The two most common observations I have both rely on the structure of the RJ process ensuring the needs of the participants are being met. They are:

  1. Their willingness to participate and/or accept responsibility for the harm they have caused is amplified when they are listened to and their experience is validated. I often get the response, “Thank you for listening,” or “No one ever listens when something happens and you actually listen to me.” This meets their need to be seen, heard, acknowledged and by having those needs met then their need for respect and fairness is also met.  
  2. The other response I see is how quickly they experience empathy – whether giving or receiving it – when hearing the impact of the harm on others as well as hearing how the impact of harming someone else has on the person who is responsible for the harm.  Once they understand the other person’s perspective and the impact of what happened, they typically shift to having empathy for one another and resolving the conflict and repairing the harm.

What practices or strategies do you employ for self-care to maintain your well-being while facilitating restorative justice processes?

As facilitators, we take time to debrief with one another – particularly on tough cases. It’s helpful to have someone listen to you and give you perspective if needed. But mostly, it helps you let go of the emotions you have been holding for others and helps you feel supported in the process.

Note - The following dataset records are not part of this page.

//! Keypair files.

use std::fs;
use std::path::Path;

use anyhow::{bail, Context, Result};
use serde::{Deserialize, Serialize};

use sealbid_coordinator::Keypair;

/// On-disk form of a signing identity.
#[derive(Debug, Clone, Serialize, Deserialize)]
pub struct KeyFile {
    /// Hex-encoded verifying key
    pub address: String,
    /// Hex-encoded 32-byte secret
    pub secret: String,
}

impl From<&Keypair> for KeyFile {
    fn from(keypair: &Keypair) -> Self {
        Self {
            address: hex::encode(keypair.address()),
            secret: hex::encode(keypair.secret_bytes()),
        }
    }
}

/// Write `keypair` to `path`. Refuses to replace an existing file unless
/// `overwrite` is set.
pub fn save_keypair(path: &Path, keypair: &Keypair, overwrite: bool) -> Result<()> {
    if path.exists() && !overwrite {
        bail!("{} already exists", path.display());
    }
    let json = serde_json::to_string_pretty(&KeyFile::from(keypair))?;
    fs::write(path, json).with_context(|| format!("writing keypair to {}", path.display()))
}

/// Read a keypair written by [`save_keypair`].
pub fn load_keypair(path: &Path) -> Result<Keypair> {
    let raw = fs::read_to_string(path).with_context(|| format!("reading keypair {}", path.display()))?;
    let file: KeyFile = serde_json::from_str(&raw).with_context(|| format!("parsing keypair {}", path.display()))?;

    let secret: [u8; 32] = hex::decode(&file.secret)
        .context("keypair secret is not hex")?
        .try_into()
        .map_err(|_| anyhow::anyhow!("keypair secret must be 32 bytes"))?;
    let keypair = Keypair::from_secret(secret);

    if hex::encode(keypair.address()) != file.address.trim_start_matches("0x") {
        bail!("keypair {} address does not match its secret", path.display());
    }
    Ok(keypair)
}

#[cfg(test)]
mod tests {
    use super::*;
    use std::path::PathBuf;

    fn scratch(name: &str) -> PathBuf {
        let path = std::env::temp_dir().join(format!("sealbid-{}-{}.json", name, std::process::id()));
        let _ = fs::remove_file(&path);
        path
    }

    #[test]
    fn test_save_and_load() {
        let path = scratch("roundtrip");
        let keypair = Keypair::generate();

        save_keypair(&path, &keypair, false).unwrap();
        let loaded = load_keypair(&path).unwrap();
        assert_eq!(loaded.address(), keypair.address());

        fs::remove_file(&path).unwrap();
    }

    #[test]
    fn test_refuses_overwrite() {
        let path = scratch("overwrite");
        save_keypair(&path, &Keypair::generate(), false).unwrap();

        assert!(save_keypair(&path, &Keypair::generate(), false).is_err());
        assert!(save_keypair(&path, &Keypair::generate(), true).is_ok());

        fs::remove_file(&path).unwrap();
    }

    #[test]
    fn test_tampered_address_rejected() {
        let path = scratch("tampered");
        let mut file = KeyFile::from(&Keypair::generate());
        file.address = hex::encode([1u8; 32]);
        fs::write(&path, serde_json::to_string(&file).unwrap()).unwrap();

        assert!(load_keypair(&path).is_err());
        fs::remove_file(&path).unwrap();
    }
}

Often when I finish a long day of prep or I am feeling emotionally drained from prepping participants or facilitating a circle, I take a half hour walk as soon as possible after I am done. 

Each facilitator has their own way of decompressing and practicing self-care but I think the main tool I employ is mindfulness so I am acutely attuned to when I need to amp up the self care. For me, maintaining my own well being is being intentional with what I need in the moment which is why mindfulness is so key to my self-care. It helps me discern what would be most impactful in the moment to feel centered and my personal strategies include dancing, a nap, working with my hands – like making homemade pasta or gardening, getting a massage or pedicure, playing with my dog, playing tennis, watching the sunset on the bayou or riding my Vespa at the lake.